Однако плавной трансформации номенклатуры КПСС в кресла глав администраций новая власть не допустила. Провал номенклатуры КПСС в национальных республиках правильнее всего объяснить произошедшими там национально-демократическими революциями. В Чувашии, например, где в 20 субрегионах все-таки прошли выборы глав администраций, среди победителей оказался лишь один бывший первый секретарь райкома КПСС. То есть единственное место из выборки автора, где субрегиональная власть формировалась в 1991 г. по идеальной демократической процедуре, дала первым секретарям наихудший результат. Но в целом новая власть добилась необходимого ей результата воссозданием подобия номенклатурной организации власти [Сельцер, 2007: 238].
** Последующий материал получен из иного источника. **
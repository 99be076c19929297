pub mod error;

pub use error::*;

use serde::{Deserialize, Serialize};
use std::path::{Path, PathBuf};

const CONFIG_PATH_ENV: &str = "CIRRUS_CONFIG_PATH";
const INTERVAL_ENV: &str = "CIRRUS_GCE_OPERATION_INTERVAL_MS";
const TIMEOUT_ENV: &str = "CIRRUS_GCE_OPERATION_TIMEOUT_MS";
const RANGE_ENV: &str = "CIRRUS_GCE_DEFAULT_NETWORK_RANGE";

/// Top-level Cirrus configuration
#[derive(Debug, Clone, Default, PartialEq, Eq, Serialize, Deserialize)]
pub struct CirrusConfig {
    #[serde(default)]
    pub gce: GceSettings,
}

/// Settings for the Compute Engine binding
#[derive(Debug, Clone, PartialEq, Eq, Serialize, Deserialize)]
pub struct GceSettings {
    /// Delay between operation status checks (milliseconds)
    #[serde(default = "default_operation_interval")]
    pub operation_complete_interval_ms: u64,

    /// How long to wait for an operation before giving up (milliseconds)
    #[serde(default = "default_operation_timeout")]
    pub operation_complete_timeout_ms: u64,

    /// Address range of networks created for new security groups
    #[serde(default = "default_network_range")]
    pub default_network_range: String,
}

fn default_operation_interval() -> u64 {
    2000 // 2s
}
fn default_operation_timeout() -> u64 {
    600_000 // 10min
}
fn default_network_range() -> String {
    "10.0.0.0/8".to_string()
}

impl Default for GceSettings {
    fn default() -> Self {
        Self {
            operation_complete_interval_ms: default_operation_interval(),
            operation_complete_timeout_ms: default_operation_timeout(),
            default_network_range: default_network_range(),
        }
    }
}

impl CirrusConfig {
    /// Read a config file, then apply environment overrides
    pub fn from_path(path: &Path) -> Result<Self> {
        let content = std::fs::read_to_string(path)?;
        let mut config: CirrusConfig = serde_yaml::from_str(&content)?;
        config.apply_env_overrides()?;
        tracing::debug!("Loaded config from {}", path.display());
        Ok(config)
    }

    /// Load the discovered config file, or defaults when there is none
    pub fn load() -> Result<Self> {
        match find_config_file() {
            Ok(path) => Self::from_path(&path),
            Err(ConfigError::ConfigFileNotFound) => {
                tracing::debug!("No config file found, using defaults");
                let mut config = Self::default();
                config.apply_env_overrides()?;
                Ok(config)
            }
            Err(e) => Err(e),
        }
    }

    /// Override settings from `CIRRUS_GCE_*` environment variables
    pub fn apply_env_overrides(&mut self) -> Result<()> {
        if let Some(ms) = env_millis(INTERVAL_ENV)? {
            self.gce.operation_complete_interval_ms = ms;
        }
        if let Some(ms) = env_millis(TIMEOUT_ENV)? {
            self.gce.operation_complete_timeout_ms = ms;
        }
        if let Ok(range) = std::env::var(RANGE_ENV) {
            self.gce.default_network_range = range;
        }
        Ok(())
    }
}

fn env_millis(key: &str) -> Result<Option<u64>> {
    match std::env::var(key) {
        Ok(value) => value
            .trim()
            .parse::<u64>()
            .map(Some)
            .map_err(|_| ConfigError::InvalidValue {
                key: key.to_string(),
                value,
            }),
        Err(_) => Ok(None),
    }
}

/// Cirrus configuration directory (`~/.config/cirrus`)
pub fn get_config_dir() -> Result<PathBuf> {
    let config_dir = dirs::config_dir()
        .ok_or(ConfigError::ConfigDirNotFound)?
        .join("cirrus");

    if !config_dir.exists() {
        std::fs::create_dir_all(&config_dir)?;
    }

    Ok(config_dir)
}

/// Locate the Cirrus config file
///
/// Search order:
/// 1. `CIRRUS_CONFIG_PATH` environment variable
/// 2. current directory: cirrus.local.yaml, cirrus.yaml
/// 3. ~/.config/cirrus/cirrus.yaml
pub fn find_config_file() -> Result<PathBuf> {
    if let Ok(config_path) = std::env::var(CONFIG_PATH_ENV) {
        let path = PathBuf::from(config_path);
        if path.exists() {
            return Ok(path);
        }
    }

    let current_dir = std::env::current_dir()?;
    for filename in ["cirrus.local.yaml", "cirrus.yaml"] {
        let path = current_dir.join(filename);
        if path.exists() {
            return Ok(path);
        }
    }

    if let Some(config_dir) = dirs::config_dir() {
        let global_config = config_dir.join("cirrus").join("cirrus.yaml");
        if global_config.exists() {
            return Ok(global_config);
        }
    }

    Err(ConfigError::ConfigFileNotFound)
}
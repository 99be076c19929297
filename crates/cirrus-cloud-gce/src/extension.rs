//! Compute Engine security group extension
//!
//! A security group is a network: its id and name are the network name, and
//! its permissions are the allow-rules of the firewalls on that network.
//! Creating a group creates a network, adding a permission creates one
//! firewall, and removing the group removes every firewall and then the
//! network.

use crate::api::{ComputeApi, network_filter, resource_name};
use crate::domain::{Firewall, Network, NetworkAndAddressRange};
use crate::error::{GceError, Result};
use crate::mapper::{to_firewall_options, to_security_group, unique_name_for_group};
use crate::mutator::ResourceMutator;
use crate::registry::NetworkRegistry;
use crate::rules::{applies_to_tags, equals_ip_permission, provides_ip_permission};
use async_trait::async_trait;
use cirrus_cloud::{
    IpPermission, IpProtocol, Location, PollConfig, SecurityGroup, SecurityGroupExtension,
    TenantIdGroupNamePairs,
};
use cirrus_config::GceSettings;
use std::sync::Arc;

/// Security groups backed by Compute Engine networks and firewalls
pub struct GceSecurityGroupExtension {
    api: Arc<dyn ComputeApi>,
    mutator: ResourceMutator,
    networks: NetworkRegistry,
    default_network_range: String,
}

impl GceSecurityGroupExtension {
    pub fn new(api: Arc<dyn ComputeApi>, settings: &GceSettings) -> Self {
        let poll = PollConfig::from_millis(
            settings.operation_complete_interval_ms,
            settings.operation_complete_timeout_ms,
        );
        Self::with_poll_config(api, poll, settings.default_network_range.clone())
    }

    pub fn with_poll_config(
        api: Arc<dyn ComputeApi>,
        poll: PollConfig,
        default_network_range: impl Into<String>,
    ) -> Self {
        let mutator = ResourceMutator::new(api.clone(), poll);
        let networks = NetworkRegistry::new(api.clone(), mutator.clone());
        Self {
            api,
            mutator,
            networks,
            default_network_range: default_network_range.into(),
        }
    }

    #[tracing::instrument(skip(self))]
    pub async fn list_groups(&self) -> Result<Vec<SecurityGroup>> {
        let mut groups = Vec::new();
        for network in self.api.list_networks().await? {
            groups.push(self.group_for_network(&network).await?);
        }
        Ok(groups)
    }

    /// Groups applying to the instance at `instance_uri`
    #[tracing::instrument(skip(self))]
    pub async fn groups_for_node(&self, instance_uri: &str) -> Result<Vec<SecurityGroup>> {
        require_non_empty(instance_uri, "id")?;

        let Some(instance) = self.api.get_instance(instance_uri).await? else {
            tracing::debug!("Instance {} not found", instance_uri);
            return Ok(Vec::new());
        };

        let mut groups: Vec<SecurityGroup> = Vec::new();
        for interface in &instance.network_interfaces {
            let network_name = resource_name(&interface.network);
            let Some(network) = self.api.get_network(network_name).await? else {
                tracing::warn!(
                    "Network {} of instance {} not found",
                    network_name,
                    instance.name
                );
                continue;
            };

            if let Some(group) = self
                .group_for_tags_in_network(&network, &instance.tags.items)
                .await?
            {
                if !groups.iter().any(|g| g.id == group.id) {
                    groups.push(group);
                }
            }
        }
        Ok(groups)
    }

    #[tracing::instrument(skip(self))]
    pub async fn get_group(&self, id: &str) -> Result<Option<SecurityGroup>> {
        require_non_empty(id, "id")?;

        match self.api.get_network(id).await? {
            Some(network) => Ok(Some(self.group_for_network(&network).await?)),
            None => Ok(None),
        }
    }

    #[tracing::instrument(skip(self))]
    pub async fn create_group(&self, name: &str) -> Result<SecurityGroup> {
        require_non_empty(name, "name")?;

        let key = NetworkAndAddressRange::new(name, &self.default_network_range);
        let network = self.networks.get_or_create(&key).await?;
        self.group_for_network(&network).await
    }

    /// Delete every firewall of the network, then the network itself
    #[tracing::instrument(skip(self))]
    pub async fn remove_group(&self, id: &str) -> Result<bool> {
        require_non_empty(id, "id")?;

        if self.api.get_network(id).await?.is_none() {
            tracing::debug!("Network {} not found, nothing to delete", id);
            return Ok(false);
        }

        for firewall in self.firewalls_of(id).await? {
            self.mutator.delete_firewall(&firewall.name).await?;
        }
        self.mutator.delete_network(id).await?;
        self.networks.forget(id);

        Ok(true)
    }

    #[tracing::instrument(skip(self, group), fields(group = %group.id))]
    pub async fn add_permission(
        &self,
        permission: &IpPermission,
        group: &SecurityGroup,
    ) -> Result<SecurityGroup> {
        validate_permission(permission)?;
        let network = self.require_network(group).await?;

        let firewalls = self.firewalls_of(&network.name).await?;
        if let Some(existing) = firewalls
            .iter()
            .find(|fw| provides_ip_permission(fw, permission))
        {
            tracing::debug!("Permission already granted by firewall {}", existing.name);
            return Ok(group.clone());
        }

        let name = unique_name_for_group(&network.name);
        let options = to_firewall_options(permission, &name, &network.self_link);
        self.mutator.create_firewall(&options).await?;

        self.refreshed(group).await
    }

    #[tracing::instrument(skip(self, group), fields(group = %group.id))]
    pub async fn remove_permission(
        &self,
        permission: &IpPermission,
        group: &SecurityGroup,
    ) -> Result<SecurityGroup> {
        validate_permission(permission)?;
        let network = self.require_network(group).await?;

        for firewall in self.firewalls_of(&network.name).await? {
            if equals_ip_permission(&firewall, permission) {
                self.mutator.delete_firewall(&firewall.name).await?;
            }
        }

        self.refreshed(group).await
    }

    async fn firewalls_of(&self, network_name: &str) -> Result<Vec<Firewall>> {
        let filter = network_filter(network_name);
        self.api.list_firewalls(Some(&filter)).await
    }

    async fn group_for_network(&self, network: &Network) -> Result<SecurityGroup> {
        let firewalls = self.firewalls_of(&network.name).await?;
        Ok(to_security_group(network, &firewalls))
    }

    /// The group of `network` if any of its firewalls applies to `tags`
    async fn group_for_tags_in_network(
        &self,
        network: &Network,
        tags: &[String],
    ) -> Result<Option<SecurityGroup>> {
        let firewalls = self.firewalls_of(&network.name).await?;
        if !firewalls.iter().any(|fw| applies_to_tags(fw, tags)) {
            return Ok(None);
        }
        Ok(Some(to_security_group(network, &firewalls)))
    }

    async fn require_network(&self, group: &SecurityGroup) -> Result<Network> {
        require_non_empty(&group.id, "group id")?;
        self.api
            .get_network(&group.id)
            .await?
            .ok_or_else(|| GceError::NotFound(format!("network for group {}", group.id)))
    }

    async fn refreshed(&self, group: &SecurityGroup) -> Result<SecurityGroup> {
        self.get_group(&group.id)
            .await?
            .ok_or_else(|| GceError::NotFound(format!("network for group {}", group.id)))
    }
}

fn require_non_empty(value: &str, what: &str) -> Result<()> {
    if value.trim().is_empty() {
        return Err(GceError::InvalidArgument(format!("{} must not be empty", what)));
    }
    Ok(())
}

fn validate_permission(permission: &IpPermission) -> Result<()> {
    if permission.protocol == IpProtocol::Unrecognized {
        return Err(GceError::InvalidArgument(
            "protocol is not recognized by Compute Engine".to_string(),
        ));
    }
    if permission.has_ports() && permission.from_port > permission.to_port {
        return Err(GceError::InvalidArgument(format!(
            "port range {}-{} is reversed",
            permission.from_port, permission.to_port
        )));
    }
    Ok(())
}

fn permission_from_parts(
    protocol: IpProtocol,
    from_port: i32,
    to_port: i32,
    tenant_id_group_name_pairs: &TenantIdGroupNamePairs,
    cidr_blocks: &[String],
    group_ids: &[String],
) -> IpPermission {
    if !tenant_id_group_name_pairs.is_empty() {
        tracing::debug!("Ignoring tenant id/group name pairs, not supported by Compute Engine");
    }
    IpPermission::new(protocol)
        .with_ports(from_port, to_port)
        .with_cidr_blocks(cidr_blocks.iter().cloned())
        .with_group_ids(group_ids.iter().cloned())
}

#[async_trait]
impl SecurityGroupExtension for GceSecurityGroupExtension {
    async fn list_security_groups(&self) -> cirrus_cloud::Result<Vec<SecurityGroup>> {
        Ok(self.list_groups().await?)
    }

    async fn list_security_groups_in_location(
        &self,
        _location: &Location,
    ) -> cirrus_cloud::Result<Vec<SecurityGroup>> {
        // networks are global
        Ok(self.list_groups().await?)
    }

    async fn list_security_groups_for_node(
        &self,
        node_id: &str,
    ) -> cirrus_cloud::Result<Vec<SecurityGroup>> {
        Ok(self.groups_for_node(node_id).await?)
    }

    async fn get_security_group_by_id(
        &self,
        id: &str,
    ) -> cirrus_cloud::Result<Option<SecurityGroup>> {
        Ok(self.get_group(id).await?)
    }

    async fn create_security_group(&self, name: &str) -> cirrus_cloud::Result<SecurityGroup> {
        Ok(self.create_group(name).await?)
    }

    async fn create_security_group_in_location(
        &self,
        name: &str,
        _location: &Location,
    ) -> cirrus_cloud::Result<SecurityGroup> {
        Ok(self.create_group(name).await?)
    }

    async fn remove_security_group(&self, id: &str) -> cirrus_cloud::Result<bool> {
        Ok(self.remove_group(id).await?)
    }

    async fn add_ip_permission(
        &self,
        permission: &IpPermission,
        group: &SecurityGroup,
    ) -> cirrus_cloud::Result<SecurityGroup> {
        Ok(self.add_permission(permission, group).await?)
    }

    async fn add_ip_permission_from_parts(
        &self,
        protocol: IpProtocol,
        from_port: i32,
        to_port: i32,
        tenant_id_group_name_pairs: &TenantIdGroupNamePairs,
        cidr_blocks: &[String],
        group_ids: &[String],
        group: &SecurityGroup,
    ) -> cirrus_cloud::Result<SecurityGroup> {
        let permission = permission_from_parts(
            protocol,
            from_port,
            to_port,
            tenant_id_group_name_pairs,
            cidr_blocks,
            group_ids,
        );
        Ok(self.add_permission(&permission, group).await?)
    }

    async fn remove_ip_permission(
        &self,
        permission: &IpPermission,
        group: &SecurityGroup,
    ) -> cirrus_cloud::Result<SecurityGroup> {
        Ok(self.remove_permission(permission, group).await?)
    }

    async fn remove_ip_permission_from_parts(
        &self,
        protocol: IpProtocol,
        from_port: i32,
        to_port: i32,
        tenant_id_group_name_pairs: &TenantIdGroupNamePairs,
        cidr_blocks: &[String],
        group_ids: &[String],
        group: &SecurityGroup,
    ) -> cirrus_cloud::Result<SecurityGroup> {
        let permission = permission_from_parts(
            protocol,
            from_port,
            to_port,
            tenant_id_group_name_pairs,
            cidr_blocks,
            group_ids,
        );
        Ok(self.remove_permission(&permission, group).await?)
    }

    fn supports_tenant_id_group_name_pairs(&self) -> bool {
        false
    }

    fn supports_tenant_id_group_id_pairs(&self) -> bool {
        false
    }

    fn supports_group_ids(&self) -> bool {
        true
    }

    fn supports_port_ranges_for_groups(&self) -> bool {
        true
    }

    fn supports_exclusion_cidr_blocks(&self) -> bool {
        false
    }
}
Иная ситуация сложилась после первого в истории постсоветской России электорального цикла выборов глав администраций. Возвращение выборов означало отказ от номенклатурных практик советского и начального постсоветского времен. Теоретически бывшая номенклатура могла вернуться во власть демократическим путем. Однако результаты исследования показали, что в подавляющем большинстве регионов выборы привели к тому, что у руля субрегионального управления встала хозяйственная номенклатура советского времени, вытеснившая из поля реальной политики назначенцев 1991 г. – советскую номенклатуру. Данная ситуация возникла в силу того, что как власть, так и ее оппоненты разумно отказались делать ставку на идеологически зашоренных кандидатов [Там же: 252] [502] .
502
Показательным в этом отношении является тот факт, что кандидаты, использовавшие ресурс КПРФ (в том числе бизнесмены), шли на выборы совсем не как идейные коммунисты.
Следующий электоральный цикл также внес изменения в состав субрегионального руководства: при мощной поддержке региональных властей победили хозяйственники, в советское время не входившие в номенклатуру. Это отразило завершение противостояния «коммунисты – демократы» и его перемещение в направлении межклановых противоборств. «На смену “политическим” руководителям городов и районов начала и середины 1990 годов приходили деидеологизированные кандидаты, за которых охотно голосовало население, в том случае, если выборы были прямыми, и, тем более, депутаты, если применялась формула “из состава представительного органа”» [Сельцер, 2007: 264–265].
Выборы 2002–2005 годов, на которых практически повсеместно победили «вненоменклатурные» хозяйственники и, в меньшей степени, управленческие менеджеры, показали, что время номенклатуры и (бывших) первых секретарей безвозвратно ушло. Причиной этого стал не только естественный процесс старения: исследование показало, что первые секретари горбачевского призыва (им в конце 1980-х годов было в среднем 35–38 лет) вполне могли бы возглавлять субрегионы, но их место заняли ровесники, часто вообще не имевшие опыта партийно-советской работы.